== Problem requirements ==
Copy the listing below line for line, starting at its first line and ending with the line that has "a second invocation" in it. Add nothing.

[[ Task material open ]]

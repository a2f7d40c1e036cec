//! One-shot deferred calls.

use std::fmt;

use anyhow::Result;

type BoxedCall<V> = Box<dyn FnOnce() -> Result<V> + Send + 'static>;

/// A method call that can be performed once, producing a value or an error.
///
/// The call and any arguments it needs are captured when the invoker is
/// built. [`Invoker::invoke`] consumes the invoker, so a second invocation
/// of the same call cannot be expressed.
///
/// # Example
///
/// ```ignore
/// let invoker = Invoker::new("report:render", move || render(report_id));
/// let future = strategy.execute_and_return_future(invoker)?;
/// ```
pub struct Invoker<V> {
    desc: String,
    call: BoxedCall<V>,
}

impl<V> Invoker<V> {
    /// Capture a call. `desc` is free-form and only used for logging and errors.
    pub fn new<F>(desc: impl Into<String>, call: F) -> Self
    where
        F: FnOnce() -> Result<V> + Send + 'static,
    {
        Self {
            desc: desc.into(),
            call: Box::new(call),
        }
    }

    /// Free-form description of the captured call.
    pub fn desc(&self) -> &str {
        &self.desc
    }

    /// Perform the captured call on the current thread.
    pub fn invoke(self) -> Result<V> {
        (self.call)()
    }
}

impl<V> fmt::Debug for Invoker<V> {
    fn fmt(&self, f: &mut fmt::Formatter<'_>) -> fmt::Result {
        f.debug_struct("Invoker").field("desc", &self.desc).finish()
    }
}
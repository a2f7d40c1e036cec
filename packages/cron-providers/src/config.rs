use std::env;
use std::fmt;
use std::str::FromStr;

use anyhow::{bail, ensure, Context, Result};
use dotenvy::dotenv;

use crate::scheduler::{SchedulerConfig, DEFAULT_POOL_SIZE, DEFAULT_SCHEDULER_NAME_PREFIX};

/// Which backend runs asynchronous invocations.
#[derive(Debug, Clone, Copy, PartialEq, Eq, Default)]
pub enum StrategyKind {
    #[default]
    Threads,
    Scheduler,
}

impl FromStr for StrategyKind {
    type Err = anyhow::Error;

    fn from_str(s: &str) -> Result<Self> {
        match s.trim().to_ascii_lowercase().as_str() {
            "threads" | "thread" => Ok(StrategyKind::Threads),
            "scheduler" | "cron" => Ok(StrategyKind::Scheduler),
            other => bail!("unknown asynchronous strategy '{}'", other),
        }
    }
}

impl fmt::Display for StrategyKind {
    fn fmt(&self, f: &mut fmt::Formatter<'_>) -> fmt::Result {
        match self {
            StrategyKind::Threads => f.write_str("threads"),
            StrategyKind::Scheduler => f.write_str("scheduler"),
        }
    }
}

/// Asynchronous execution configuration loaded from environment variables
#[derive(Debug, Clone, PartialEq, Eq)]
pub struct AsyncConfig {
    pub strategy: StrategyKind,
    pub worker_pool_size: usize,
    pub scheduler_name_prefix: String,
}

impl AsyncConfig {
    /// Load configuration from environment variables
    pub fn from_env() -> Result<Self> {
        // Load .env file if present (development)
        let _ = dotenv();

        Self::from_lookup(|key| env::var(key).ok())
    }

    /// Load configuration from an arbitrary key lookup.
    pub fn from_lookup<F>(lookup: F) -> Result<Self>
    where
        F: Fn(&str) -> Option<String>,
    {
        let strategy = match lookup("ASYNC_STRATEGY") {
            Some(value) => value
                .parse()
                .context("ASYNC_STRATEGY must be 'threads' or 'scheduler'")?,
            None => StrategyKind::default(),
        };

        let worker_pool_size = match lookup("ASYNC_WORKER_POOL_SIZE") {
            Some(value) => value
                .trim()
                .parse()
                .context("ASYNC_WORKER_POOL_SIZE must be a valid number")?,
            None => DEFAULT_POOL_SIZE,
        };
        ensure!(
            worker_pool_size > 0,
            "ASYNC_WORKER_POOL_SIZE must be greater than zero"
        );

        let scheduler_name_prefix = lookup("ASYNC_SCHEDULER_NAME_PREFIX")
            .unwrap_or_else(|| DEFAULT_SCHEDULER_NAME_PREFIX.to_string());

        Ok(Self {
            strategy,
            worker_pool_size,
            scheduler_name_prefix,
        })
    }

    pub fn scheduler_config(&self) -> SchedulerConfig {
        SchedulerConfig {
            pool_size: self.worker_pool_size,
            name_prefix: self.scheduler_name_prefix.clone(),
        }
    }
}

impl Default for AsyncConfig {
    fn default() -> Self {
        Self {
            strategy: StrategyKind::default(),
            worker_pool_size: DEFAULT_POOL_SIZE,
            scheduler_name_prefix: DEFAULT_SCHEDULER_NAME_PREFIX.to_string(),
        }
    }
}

[[ Task material closed ]]

== Solved problem ==
repository a2f7d40c1e036cec
//! One-shot deferred calls.

use std::fmt;

use anyhow::Result;

type BoxedCall<V> = Box<dyn FnOnce() -> Result<V> + Send + 'static>;

/// A method call that can be performed once, producing a value or an error.
///
/// The call and any arguments it needs are captured when the invoker is
/// built. [`Invoker::invoke`] consumes the invoker, so a second invocation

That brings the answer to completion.